Every line of the listing that follows must be written out unchanged.

* DATA RECORDS:
_ _ _ _ _
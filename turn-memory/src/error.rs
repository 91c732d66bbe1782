//! Error types for the memory subsystem.

use thiserror::Error;

/// Errors emitted by memory components.
#[derive(Debug, Error, Clone, PartialEq, Eq)]
pub enum MemoryError {
    /// The supplied path was empty or contained an empty segment.
    #[error("invalid memory path `{path}`")]
    InvalidPath {
        /// The offending path.
        path: String,
    },
    /// A write tried to descend through a value that is not an object.
    #[error("memory value at `{path}` is not an object")]
    NotAnObject {
        /// Path of the non-object value.
        path: String,
    },
}

/// Result type alias for memory operations.
pub type MemoryResult<T> = Result<T, MemoryError>;
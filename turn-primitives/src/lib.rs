//! Core shared types for turnkit.
//!
//! Everything that crosses a crate boundary in the render → complete → validate →
//! dispatch pipeline lives here: chat messages, plans and their commands, model
//! responses, action definitions, the tokenizer seam, and cooperative cancellation.

#![warn(missing_docs, clippy::pedantic)]

mod action;
mod cancel;
mod error;
mod message;
mod plan;
mod response;
mod tokenizer;

/// Declared actions a model may call.
pub use action::ActionDefinition;
/// Cooperative cancellation shared by render, validate, and dispatch.
pub use cancel::CancellationToken;
/// Error type and result alias shared across the SDK.
pub use error::{Error, Result};
/// Chat message model.
pub use message::{
    ActionCall, ActionFunction, Citation, ContentPart, Message, MessageContent, MessageContext,
    MessageRole,
};
/// Plans produced from validated model replies.
pub use plan::{Command, DoCommand, Plan, SayCommand};
/// Model responses handed from the completion layer to validators.
pub use response::{PromptResponse, PromptResponseStatus};
/// Token counting seam.
pub use tokenizer::{CharTokenizer, Tokenizer};
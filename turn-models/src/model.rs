//! The completion model seam.

use async_trait::async_trait;
use turn_primitives::{Message, MessageRole, PromptResponse};
use turn_prompts::{PromptTemplate, RenderContext};

use crate::error::ModelResult;

/// Renders a prompt template and asks a model to complete it.
#[async_trait]
pub trait PromptCompletionModel: Send + Sync {
    /// Completes `template` using the memory, functions, tokenizer, and
    /// cancellation token bundled in `ctx`.
    ///
    /// # Errors
    ///
    /// Returns [`ModelError`](crate::ModelError) when rendering fails or the
    /// turn is cancelled. Provider failures are reported through the
    /// response status instead.
    async fn complete_prompt(
        &self,
        ctx: &RenderContext<'_>,
        template: &PromptTemplate,
    ) -> ModelResult<PromptResponse>;
}

/// Returns the trailing user message of a rendered prompt, recorded as the
/// response input for conversation history.
pub(crate) fn trailing_input(messages: &[Message]) -> Option<Message> {
    messages
        .last()
        .filter(|message| message.role() == MessageRole::User)
        .cloned()
}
_ _ _ _ _
* EXERCISE ANSWER:
filename turn-memory/src/error.rs
repository 91c732d66bbe1782
//! Error types for the memory subsystem.

use thiserror::Error;

/// Errors emitted by memory components.
#[derive(Debug, Error, Clone, PartialEq, Eq)]
pub enum MemoryError {
    /// The supplied path was empty or contained an empty segment.
    #[error("invalid memory path `{path}`")]
    InvalidPath {
        /// The offending path.
        path: String,
    },
    /// A write tried to descend through a value that is not an object.
    #[error("memory value at `{path}` is not an object")]
    NotAnObject {
        /// Path of the non-object value.
        path: String,
    },
}

/// Result type alias for memory operations.
pub type MemoryResult<T> = Result<T, MemoryError>;
filename turn-primitives/src/lib.rs
//! Core shared types for turnkit.
//!
//! Everything that crosses a crate boundary in the render → complete → validate →
//! dispatch pipeline lives here: chat messages, plans and their commands, model
//! responses, action definitions, the tokenizer seam, and cooperative cancellation.

#![warn(missing_docs, clippy::pedantic)]

mod action;
mod cancel;
mod error;
mod message;
mod plan;
mod response;
mod tokenizer;

/// Declared actions a model may call.
pub use action::ActionDefinition;
/// Cooperative cancellation shared by render, validate, and dispatch.
pub use cancel::CancellationToken;
/// Error type and result alias shared across the SDK.
pub use error::{Error, Result};
/// Chat message model.
pub use message::{
    ActionCall, ActionFunction, Citation, ContentPart, Message, MessageContent, MessageContext,
    MessageRole,
};
/// Plans produced from validated model replies.
pub use plan::{Command, DoCommand, Plan, SayCommand};
/// Model responses handed from the completion layer to validators.
pub use response::{PromptResponse, PromptResponseStatus};
/// Token counting seam.
pub use tokenizer::{CharTokenizer, Tokenizer};
filename turn-models/src/model.rs
//! The completion model seam.

use async_trait::async_trait;
use turn_primitives::{Message, MessageRole, PromptResponse};
use turn_prompts::{PromptTemplate, RenderContext};

use crate::error::ModelResult;

/// Renders a prompt template and asks a model to complete it.
#[async_trait]
pub trait PromptCompletionModel: Send + Sync {
    /// Completes `template` using the memory, functions, tokenizer, and
    /// cancellation token bundled in `ctx`.
    ///
    /// # Errors
    ///
    /// Returns [`ModelError`](crate::ModelError) when rendering fails or the
    /// turn is cancelled. Provider failures are reported through the
    /// response status instead.
    async fn complete_prompt(
        &self,
        ctx: &RenderContext<'_>,
        template: &PromptTemplate,
    ) -> ModelResult<PromptResponse>;
}

/// Returns the trailing user message of a rendered prompt, recorded as the
/// response input for conversation history.
pub(crate) fn trailing_input(messages: &[Message]) -> Option<Message> {
    messages
        .last()
        .filter(|message| message.role() == MessageRole::User)
        .cloned()
}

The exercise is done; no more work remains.